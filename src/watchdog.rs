use crate::config::WatchdogConfig;
use crate::upload::SessionSlot;
use parking_lot::Mutex;
use std::sync::Arc;
use std::time::{Duration, Instant};
use tokio_util::sync::CancellationToken;
use tracing::{debug, error, info, warn};

/// Last time the processing loop made progress, on the monotonic clock
#[derive(Debug)]
pub struct ActivityClock {
    last: Mutex<Instant>,
}

impl ActivityClock {
    pub fn new() -> Self {
        Self {
            last: Mutex::new(Instant::now()),
        }
    }

    /// Record progress now
    pub fn touch(&self) {
        *self.last.lock() = Instant::now();
    }

    pub fn last_activity(&self) -> Instant {
        *self.last.lock()
    }

    /// Time since the last recorded progress
    pub fn stale_for(&self) -> Duration {
        self.last.lock().elapsed()
    }
}

impl Default for ActivityClock {
    fn default() -> Self {
        Self::new()
    }
}

/// Action taken when the pipeline is found wedged
pub trait RestartPolicy: Send + Sync {
    fn trigger(&self, stale_for: Duration);
}

/// Tears down external resources and terminates the process so the supervisor restarts it
pub struct ExitProcess {
    exit_code: i32,
    upload: Option<Arc<SessionSlot>>,
    running: Option<CancellationToken>,
}

impl ExitProcess {
    pub fn new(exit_code: i32) -> Self {
        Self {
            exit_code,
            upload: None,
            running: None,
        }
    }

    /// Close this upload session before exiting
    pub fn with_upload_session(mut self, slot: Arc<SessionSlot>) -> Self {
        self.upload = Some(slot);
        self
    }

    /// Cancel this token before exiting
    pub fn with_running_token(mut self, token: CancellationToken) -> Self {
        self.running = Some(token);
        self
    }

    /// Best-effort cleanup run before exit
    pub fn teardown(&self) {
        if let Some(token) = &self.running {
            token.cancel();
        }
        if let Some(slot) = &self.upload {
            if slot.close() {
                info!("Upload session closed during emergency teardown");
            }
        }
    }
}

impl RestartPolicy for ExitProcess {
    fn trigger(&self, stale_for: Duration) {
        self.teardown();
        error!(
            "Exiting with status {} after {:?} without progress",
            self.exit_code, stale_for
        );
        std::process::exit(self.exit_code);
    }
}

/// Supervisor that fires the restart policy when the activity clock goes stale
pub struct Watchdog {
    clock: Arc<ActivityClock>,
    poll_interval: Duration,
    stale_threshold: Duration,
    policy: Arc<dyn RestartPolicy>,
}

impl Watchdog {
    pub fn new(
        clock: Arc<ActivityClock>,
        poll_interval: Duration,
        stale_threshold: Duration,
        policy: Arc<dyn RestartPolicy>,
    ) -> Self {
        Self {
            clock,
            poll_interval,
            stale_threshold,
            policy,
        }
    }

    pub fn from_config(
        config: &WatchdogConfig,
        clock: Arc<ActivityClock>,
        policy: Arc<dyn RestartPolicy>,
    ) -> Self {
        Self::new(
            clock,
            config.poll_interval(),
            config.stale_threshold(),
            policy,
        )
    }

    /// Whether the pipeline has been idle longer than the threshold
    pub fn is_stale(&self) -> Option<Duration> {
        let stale_for = self.clock.stale_for();
        (stale_for > self.stale_threshold).then_some(stale_for)
    }

    /// Poll until cancelled or until the policy fires. Returns true if it fired.
    pub async fn run(self, cancel: CancellationToken) -> bool {
        info!(
            "Watchdog started (poll {:?}, threshold {:?})",
            self.poll_interval, self.stale_threshold
        );

        let mut interval = tokio::time::interval(self.poll_interval);
        interval.set_missed_tick_behavior(tokio::time::MissedTickBehavior::Delay);
        // The first tick completes immediately
        interval.tick().await;

        loop {
            tokio::select! {
                _ = cancel.cancelled() => {
                    debug!("Watchdog stopped");
                    return false;
                }
                _ = interval.tick() => {}
            }

            if let Some(stale_for) = self.is_stale() {
                error!(
                    "Pipeline stalled: no processed frame for {:?} (threshold {:?})",
                    stale_for, self.stale_threshold
                );
                self.policy.trigger(stale_for);
                warn!("Restart policy returned, watchdog no longer polling");
                return true;
            }
        }
    }
}
use super::interface::FrameSource;
use crate::config::CameraConfig;
use crate::error::{CameraError, Result};
use crate::frame::Frame;
use async_trait::async_trait;
use std::time::{Duration, SystemTime};
use tokio::time::{sleep_until, Instant};
use tracing::{debug, info, trace};

/// Synthetic RGB source producing a moving bar over a gradient at the configured rate.
///
/// Used on hosts without camera hardware and for exercising the pipeline end to end.
pub struct TestPatternSource {
    width: u32,
    height: u32,
    frame_interval: Duration,
    base: Vec<u8>,
    next_frame_at: Option<Instant>,
    frame_counter: u64,
}

impl TestPatternSource {
    pub fn new(config: &CameraConfig) -> Self {
        let (width, height) = config.resolution;
        Self {
            width,
            height,
            frame_interval: Duration::from_micros(1_000_000u64 / config.fps.max(1) as u64),
            base: Vec::new(),
            next_frame_at: None,
            frame_counter: 0,
        }
    }

    fn render(&self, frame_id: u64) -> Vec<u8> {
        let mut data = self.base.clone();
        let bar_width = (self.width / 16).max(1);
        let offset = ((frame_id * 8) % self.width.max(1) as u64) as u32;
        let row_bytes = self.width as usize * 3;

        for y in 0..self.height as usize {
            let row = &mut data[y * row_bytes..(y + 1) * row_bytes];
            for x in offset..(offset + bar_width).min(self.width) {
                let px = x as usize * 3;
                row[px..px + 3].copy_from_slice(&[255, 255, 255]);
            }
        }
        data
    }

    fn gradient(width: u32, height: u32) -> Vec<u8> {
        let mut data = Vec::with_capacity(width as usize * height as usize * 3);
        for y in 0..height {
            for x in 0..width {
                data.push((x * 255 / width.max(1)) as u8);
                data.push((y * 255 / height.max(1)) as u8);
                data.push(96);
            }
        }
        data
    }
}

#[async_trait]
impl FrameSource for TestPatternSource {
    async fn open(&mut self) -> Result<()> {
        info!(
            "Opening test pattern source ({}x{} @ {:?} per frame)",
            self.width, self.height, self.frame_interval
        );
        self.base = Self::gradient(self.width, self.height);
        self.next_frame_at = Some(Instant::now());
        Ok(())
    }

    async fn capture_frame(&mut self, timeout: Duration) -> std::result::Result<Frame, CameraError> {
        let due = self.next_frame_at.ok_or(CameraError::NotOpen)?;
        let now = Instant::now();

        if due > now + timeout {
            sleep_until(now + timeout).await;
            return Err(CameraError::Timeout { timeout });
        }

        sleep_until(due).await;
        // Pace from the later of the schedule and now so a slow consumer does not cause bursts
        self.next_frame_at = Some(due.max(Instant::now()) + self.frame_interval);

        let frame_id = self.frame_counter;
        self.frame_counter += 1;

        let frame = Frame::new(
            frame_id,
            SystemTime::now(),
            self.height,
            self.width,
            3,
            self.render(frame_id),
        )
        .map_err(|e| CameraError::CaptureStream {
            details: e.to_string(),
        })?;

        trace!("Generated test pattern frame {}", frame_id);
        Ok(frame)
    }

    async fn close(&mut self) -> Result<()> {
        if self.next_frame_at.take().is_some() {
            debug!(
                "Test pattern source closed after {} frames",
                self.frame_counter
            );
        }
        self.base = Vec::new();
        Ok(())
    }

    fn name(&self) -> &str {
        "test-pattern"
    }
}
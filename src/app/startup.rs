use super::pipeline::{capture_loop, processing_loop, ProcessingContext};
use super::{OfficecamOrchestrator, PipelineState};
use crate::error::{OfficecamError, Result};
use crate::report::Reporter;
use crate::upload::UploadSidecar;
use crate::watchdog::{ExitProcess, RestartPolicy, Watchdog};
use std::sync::Arc;
use tokio_util::sync::CancellationToken;
use tracing::{error, info};

impl OfficecamOrchestrator {
    /// Open the frame source and spawn the capture, processing, watchdog and upload workers
    pub async fn start(&mut self) -> Result<()> {
        let current = self.state();
        if current != PipelineState::Stopped {
            return Err(OfficecamError::component(
                "orchestrator",
                format!("cannot start while {}", current),
            ));
        }

        info!("Starting officecam pipeline");
        self.set_state(PipelineState::Starting);

        if let Err(e) = self.source.lock().await.open().await {
            error!("Failed to open frame source: {}", e);
            self.set_state(PipelineState::Stopped);
            return Err(e);
        }

        self.running = CancellationToken::new();
        self.frame_queue.clear();
        self.preview.resume().await;
        self.activity.touch();

        let capture = tokio::spawn(capture_loop(
            Arc::clone(&self.source),
            Arc::clone(&self.frame_queue),
            self.config.camera.capture_timeout(),
            self.running.clone(),
        ));

        let context = ProcessingContext {
            queue: Arc::clone(&self.frame_queue),
            tracker: Arc::clone(&self.tracker),
            reporter: Reporter::new(
                self.report_sink.clone(),
                self.config.report.interval(),
                self.config.report.jpeg_quality,
            ),
            preview: Arc::clone(&self.preview),
            activity: Arc::clone(&self.activity),
            downscaled_resolution: self.config.pipeline.downscaled_resolution,
            pop_timeout: self.config.pipeline.pop_timeout(),
        };
        let processing = tokio::spawn(processing_loop(context, self.running.clone()));

        let sidecar = UploadSidecar::new(&self.config.upload, self.encoder.clone());
        self.upload_state = Some(sidecar.state());

        let policy: Arc<dyn RestartPolicy> = match &self.restart_policy {
            Some(policy) => Arc::clone(policy),
            None => Arc::new(
                ExitProcess::new(self.config.watchdog.exit_code)
                    .with_upload_session(sidecar.session_slot())
                    .with_running_token(self.running.clone()),
            ),
        };
        let watchdog = Watchdog::from_config(&self.config.watchdog, Arc::clone(&self.activity), policy);
        let watchdog_token = self.running.clone();
        let watchdog = tokio::spawn(async move {
            watchdog.run(watchdog_token).await;
        });

        let upload = tokio::spawn(sidecar.run(self.running.clone()));

        self.workers = vec![
            ("capture", capture),
            ("processing", processing),
            ("watchdog", watchdog),
            ("upload", upload),
        ];

        self.set_state(PipelineState::Running);
        info!("Officecam pipeline running");
        Ok(())
    }
}
mod client;
mod control;
pub mod protocol;
mod stage;
mod stream;
#[cfg(test)]
mod tests;

pub use client::{send_stage, MjpegRecorder, PreviewClient};
pub use control::{ControlServer, MAX_TOKEN_LEN, TOKEN_READ_TIMEOUT};
pub use stage::{OutputStage, StageArtifacts};
pub use stream::{PreviewHub, PreviewSession};
use crate::error::UploadError;
use async_trait::async_trait;
use parking_lot::Mutex;
use tracing::{debug, info};

/// Starts an encoded video stream towards a sink address
#[async_trait]
pub trait Encoder: Send + Sync {
    async fn start_stream(&self, sink: &str) -> Result<Box<dyn UploadSession>, UploadError>;

    fn name(&self) -> &str;
}

/// A running upload stream
pub trait UploadSession: Send {
    /// False once the stream has failed or ended
    fn is_active(&mut self) -> bool;

    /// Stop streaming and release the encoder. Must tolerate repeated calls.
    fn close(&mut self);
}

/// Holder for the current upload session, shared with the watchdog teardown.
#[derive(Default)]
pub struct SessionSlot {
    inner: Mutex<Option<Box<dyn UploadSession>>>,
}

impl SessionSlot {
    pub fn new() -> Self {
        Self::default()
    }

    /// Store a new session, closing any previous one
    pub fn install(&self, session: Box<dyn UploadSession>) {
        let previous = self.inner.lock().replace(session);
        if let Some(mut previous) = previous {
            debug!("Replacing upload session, closing the previous one");
            previous.close();
        }
    }

    /// `None` when no session is held
    pub fn is_active(&self) -> Option<bool> {
        self.inner.lock().as_mut().map(|session| session.is_active())
    }

    pub fn is_empty(&self) -> bool {
        self.inner.lock().is_none()
    }

    /// Close and drop the held session. Returns whether one was held.
    pub fn close(&self) -> bool {
        let session = self.inner.lock().take();
        match session {
            Some(mut session) => {
                session.close();
                info!("Upload session closed");
                true
            }
            None => false,
        }
    }
}
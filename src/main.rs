use anyhow::{bail, Context, Result};
use clap::{Parser, Subcommand};
use officecam::camera::video_file_source;
use officecam::offline::{process_image, process_video, wants_mjpeg, InputKind, OfflineProcessor};
use officecam::preview::{send_stage, MjpegRecorder};
use officecam::{
    FrameProcessor, OfficecamConfig, OfficecamOrchestrator, OutputStage, PassthroughTracker,
    PreviewClient,
};
use std::path::PathBuf;
use tracing::{debug, error, info, warn};
use tracing_appender::non_blocking::WorkerGuard;

#[derive(Parser, Debug)]
#[command(name = "officecam")]
#[command(about = "Office occupancy camera agent with live preview streaming")]
#[command(version)]
#[command(long_about = "Captures frames from the office camera, counts people with a pluggable \
tracker, reports a debounced occupancy estimate to the core service and mirrors a chosen \
processing stage to a local preview viewer. Intended to run under systemd.")]
struct Args {
    /// Path to configuration file
    #[arg(short, long, default_value = "officecam.toml", help = "Path to TOML configuration file")]
    config: PathBuf,

    /// Enable debug logging (most verbose)
    #[arg(short, long, help = "Enable debug level logging")]
    debug: bool,

    /// Enable quiet mode (errors only)
    #[arg(short, long, help = "Enable quiet mode - only log errors")]
    quiet: bool,

    /// Override log format (json, pretty, compact)
    #[arg(long, value_name = "FORMAT", help = "Log output format: json, pretty, or compact")]
    log_format: Option<String>,

    /// Validate configuration and exit
    #[arg(long, help = "Validate configuration file and exit without starting the agent")]
    validate_config: bool,

    /// Print default configuration and exit
    #[arg(long, help = "Print default configuration in TOML format and exit")]
    print_config: bool,

    #[command(subcommand)]
    command: Option<Command>,
}

#[derive(Subcommand, Debug)]
enum Command {
    /// Run the monitoring agent (default)
    Run,

    /// Switch the preview stage of a running agent
    Preview {
        #[arg(long, value_parser = parse_stage, help = "off, captured, downscaled or annotated")]
        output: OutputStage,
    },

    /// Watch the preview stream of a running agent
    View {
        /// Switch to this stage before connecting
        #[arg(long, value_parser = parse_stage)]
        output: Option<OutputStage>,

        /// Append received frames to a Motion JPEG file
        #[arg(long, value_name = "FILE")]
        record: Option<PathBuf>,

        /// Write the last received frame as a JPEG
        #[arg(long, value_name = "FILE")]
        snapshot: Option<PathBuf>,

        /// Stop after this many frames
        #[arg(long)]
        frames: Option<u64>,
    },

    /// Run an image or video file through the processing stages and save the chosen one
    Process {
        /// Input image (jpg, png, bmp, tiff) or video file (needs the camera feature)
        input: PathBuf,

        #[arg(long, value_parser = parse_stage, default_value = "annotated")]
        output: OutputStage,

        /// Output path: a JPEG of the last frame, or every frame for .mjpeg/.mjpg
        #[arg(long)]
        out: PathBuf,
    },
}

fn parse_stage(token: &str) -> std::result::Result<OutputStage, String> {
    token.parse().map_err(|e: officecam::error::PreviewError| e.to_string())
}

#[tokio::main]
async fn main() -> Result<()> {
    let args = Args::parse();

    if args.print_config {
        print_default_config()?;
        return Ok(());
    }

    let config = OfficecamConfig::load_from_file(&args.config)
        .with_context(|| format!("Failed to load configuration from {}", args.config.display()))?;

    let _log_guard = init_logging(&args, &config)?;
    info!("Starting officecam v{}", env!("CARGO_PKG_VERSION"));

    if args.validate_config {
        match config.validate() {
            Ok(()) => {
                info!("Configuration validation successful");
                println!("✓ Configuration is valid");
                return Ok(());
            }
            Err(e) => {
                error!("Configuration validation failed: {}", e);
                eprintln!("✗ Configuration validation failed: {}", e);
                std::process::exit(1);
            }
        }
    }

    match args.command.unwrap_or(Command::Run) {
        Command::Run => run_agent(config).await,
        Command::Preview { output } => {
            let addr = config.preview.command_addr()?;
            if let Err(e) = send_stage(addr, output).await {
                eprintln!("Could not reach officecam at {}: {}", addr, e);
                std::process::exit(1);
            }
            println!("Preview stage set to {}", output);
            Ok(())
        }
        Command::View {
            output,
            record,
            snapshot,
            frames,
        } => view(&config, output, record, snapshot, frames).await,
        Command::Process { input, output, out } => process_file(&config, input, output, out).await,
    }
}

async fn run_agent(config: OfficecamConfig) -> Result<()> {
    if let Err(e) = config.validate() {
        error!("Configuration validation failed: {}", e);
        bail!("invalid configuration: {}", e);
    }

    let mut orchestrator = OfficecamOrchestrator::from_config(config)
        .await
        .map_err(|e| {
            error!("Failed to create orchestrator: {}", e);
            e
        })?;

    let exit_code = orchestrator.run().await.map_err(|e| {
        error!("System error during execution: {}", e);
        e
    })?;

    info!("Officecam exited with code: {}", exit_code);

    // Exit with appropriate code for systemd
    std::process::exit(exit_code);
}

async fn view(
    config: &OfficecamConfig,
    output: Option<OutputStage>,
    record: Option<PathBuf>,
    snapshot: Option<PathBuf>,
    max_frames: Option<u64>,
) -> Result<()> {
    if let Some(stage) = output {
        send_stage(config.preview.command_addr()?, stage)
            .await
            .context("Could not reach the control port")?;
    }

    let addr = config.preview.stream_addr()?;
    let mut client = PreviewClient::connect(addr)
        .await
        .with_context(|| format!("Could not connect to preview stream at {}", addr))?;

    let mut recorder = match record {
        Some(path) => Some(MjpegRecorder::create(path, config.report.jpeg_quality).await?),
        None => None,
    };
    let mut last = None;

    loop {
        let frame = tokio::select! {
            _ = tokio::signal::ctrl_c() => break,
            frame = client.next_frame() => frame,
        };

        let frame = match frame {
            Ok(Some(frame)) => frame,
            Ok(None) => {
                info!("Preview stream closed by the agent");
                break;
            }
            Err(e) => {
                warn!("Preview stream error: {}", e);
                break;
            }
        };

        debug!("Frame {} shape {:?}", frame.id, frame.shape());
        if let Some(recorder) = recorder.as_mut() {
            recorder.record(&frame).await?;
        }
        last = Some(frame);

        if max_frames.is_some_and(|max| client.frames_received() >= max) {
            break;
        }
    }

    if let Some(recorder) = recorder {
        recorder.finish().await?;
    }

    if let (Some(path), Some(frame)) = (snapshot, last) {
        let jpeg = FrameProcessor::encode_jpeg(&frame, config.report.jpeg_quality)?;
        tokio::fs::write(&path, jpeg).await?;
        println!("Saved last frame to {}", path.display());
    }

    println!("Received {} frames", client.frames_received());
    Ok(())
}

async fn process_file(
    config: &OfficecamConfig,
    input: PathBuf,
    output: OutputStage,
    out: PathBuf,
) -> Result<()> {
    let mut processor = OfflineProcessor::new(
        Box::new(PassthroughTracker::new()),
        config.pipeline.downscaled_resolution,
        output,
    )?;

    let last = match InputKind::from_path(&input) {
        InputKind::Image => {
            let bytes = tokio::fs::read(&input)
                .await
                .with_context(|| format!("Failed to read {}", input.display()))?;
            Some(process_image(&mut processor, &bytes)?)
        }
        InputKind::Video => {
            let mut source = video_file_source(config.camera.clone(), &input)?;
            let mut recorder = if wants_mjpeg(&out) {
                Some(MjpegRecorder::create(&out, config.report.jpeg_quality).await?)
            } else {
                None
            };

            let last = process_video(
                source.as_mut(),
                &mut processor,
                recorder.as_mut(),
                config.camera.capture_timeout(),
            )
            .await
            .with_context(|| format!("Failed to process video {}", input.display()))?;

            if let Some(recorder) = recorder {
                let frames = recorder.finish().await?;
                println!("Wrote {} {} frames to {}", frames, output, out.display());
                return Ok(());
            }
            last
        }
    };

    let Some(frame) = last else {
        bail!("{} produced no frames", input.display());
    };

    info!(
        "Processed {}: {} frames, peak count {}",
        input.display(),
        processor.frames_processed(),
        processor.peak_count()
    );

    let jpeg = FrameProcessor::encode_jpeg(&frame, config.report.jpeg_quality)?;
    tokio::fs::write(&out, jpeg)
        .await
        .with_context(|| format!("Failed to write {}", out.display()))?;
    println!("Wrote {} stage to {}", output, out.display());
    Ok(())
}

fn init_logging(args: &Args, config: &OfficecamConfig) -> Result<Option<WorkerGuard>> {
    use tracing_subscriber::{fmt, layer::SubscriberExt, util::SubscriberInitExt, EnvFilter, Layer};

    let log_level = if args.debug {
        "debug"
    } else if args.quiet {
        "error"
    } else {
        config.logging.level.as_str()
    };

    let env_filter = EnvFilter::try_from_default_env()
        .unwrap_or_else(|_| EnvFilter::new(format!("officecam={}", log_level)));

    let format = args
        .log_format
        .as_deref()
        .unwrap_or(config.logging.format.as_str());

    let fmt_layer = match format {
        "json" => fmt::layer()
            .json()
            .with_target(true)
            .with_thread_ids(true)
            .with_file(true)
            .with_line_number(true)
            .boxed(),
        "compact" => fmt::layer()
            .compact()
            .with_target(false)
            .with_thread_ids(false)
            .with_file(false)
            .with_line_number(false)
            .boxed(),
        "pretty" => fmt::layer()
            .pretty()
            .with_target(true)
            .with_thread_ids(args.debug)
            .with_file(args.debug)
            .with_line_number(args.debug)
            .boxed(),
        other => {
            eprintln!("Warning: Unknown log format '{}', using default", other);
            fmt::layer().with_target(true).boxed()
        }
    };

    let (file_layer, guard) = match &config.logging.directory {
        Some(directory) => {
            let appender = tracing_appender::rolling::Builder::new()
                .rotation(tracing_appender::rolling::Rotation::DAILY)
                .filename_prefix("officecam")
                .filename_suffix("log")
                .max_log_files(7)
                .build(directory)
                .with_context(|| format!("Failed to open log directory {}", directory))?;
            let (writer, guard) = tracing_appender::non_blocking(appender);
            let layer = fmt::layer()
                .with_writer(writer)
                .with_ansi(false)
                .with_target(true)
                .boxed();
            (Some(layer), Some(guard))
        }
        None => (None, None),
    };

    tracing_subscriber::registry()
        .with(fmt_layer)
        .with(file_layer)
        .with(env_filter)
        .init();

    Ok(guard)
}

/// Print default configuration in TOML format
fn print_default_config() -> Result<()> {
    println!("# Officecam Configuration File");
    println!("# Default values for every option. Optional keys:");
    println!("#   report.core_url    base URL of the core service (reporting disabled when unset)");
    println!("#   upload.sink        rtmp://, udp://host:port or tcp://host:port");
    println!("#   logging.directory  directory for the daily rolling log file");
    println!();
    println!("{}", toml::to_string_pretty(&OfficecamConfig::default())?);
    Ok(())
}
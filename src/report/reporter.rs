use super::debounce::Debouncer;
use super::estimate::estimate_occupancy;
use super::sink::{ReportPayload, ReportSink};
use crate::frame::{Frame, FrameProcessor};
use std::sync::Arc;
use std::time::Duration;
use tokio::task::JoinHandle;
use tracing::{debug, error, info, warn};

/// Accumulates per-frame counts and emits a debounced occupancy report.
///
/// Owned by the processing loop. Sending happens on a spawned task so the
/// loop never waits on the network.
pub struct Reporter {
    sink: Option<Arc<dyn ReportSink>>,
    debouncer: Debouncer,
    window: Vec<u32>,
    jpeg_quality: u8,
}

impl Reporter {
    pub fn new(sink: Option<Arc<dyn ReportSink>>, interval: Duration, jpeg_quality: u8) -> Self {
        if sink.is_none() {
            info!("No core URL configured, occupancy reporting is disabled");
        }

        Self {
            sink,
            debouncer: Debouncer::new(interval),
            window: Vec::new(),
            jpeg_quality,
        }
    }

    pub fn is_enabled(&self) -> bool {
        self.sink.is_some()
    }

    /// Append one frame's people count to the window
    pub fn record(&mut self, count: u32) {
        self.window.push(count);
    }

    pub fn window(&self) -> &[u32] {
        &self.window
    }

    /// Report if the debounce interval has elapsed.
    ///
    /// The window is always emptied when the interval elapses, even when
    /// reporting is disabled. Returns the handle of the spawned send, if any.
    pub fn submit(&mut self, frame: &Frame) -> Option<JoinHandle<()>> {
        let window = &mut self.window;
        let estimate = self
            .debouncer
            .try_run(|| {
                let estimate = estimate_occupancy(window);
                debug!(
                    "Report window of {} counts gives estimate {}",
                    window.len(),
                    estimate
                );
                window.clear();
                estimate
            })?;

        let sink = Arc::clone(self.sink.as_ref()?);
        let frame = frame.clone();
        let quality = self.jpeg_quality;

        Some(tokio::spawn(async move {
            // Without a snapshot the count still goes out as a plain report
            let snapshot = if estimate > 0 {
                encode_snapshot(frame, quality).await
            } else {
                None
            };

            if estimate > 0 {
                info!("People detected, count = {}", estimate);
            }

            if let Err(e) = sink.send(ReportPayload::new(estimate, snapshot)).await {
                warn!("Failed to send occupancy report: {}", e);
            }
        }))
    }
}

async fn encode_snapshot(frame: Frame, quality: u8) -> Option<Vec<u8>> {
    let frame_id = frame.id;
    match tokio::task::spawn_blocking(move || FrameProcessor::encode_jpeg(&frame, quality)).await {
        Ok(Ok(jpeg)) => Some(jpeg),
        Ok(Err(e)) => {
            error!(
                "Failed to encode snapshot for frame {}, reporting count only: {}",
                frame_id, e
            );
            None
        }
        Err(e) => {
            error!("Snapshot encoder task failed, reporting count only: {}", e);
            None
        }
    }
}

┄┄┄┄┄┄┄┄┄┄┄┄┄┄┄┄┄┄┄┄

_About this exercise_: Copy the lines of the entries above that mention "finish".

_Written reply_:
        recorder.finish().await?;
                let frames = recorder.finish().await?;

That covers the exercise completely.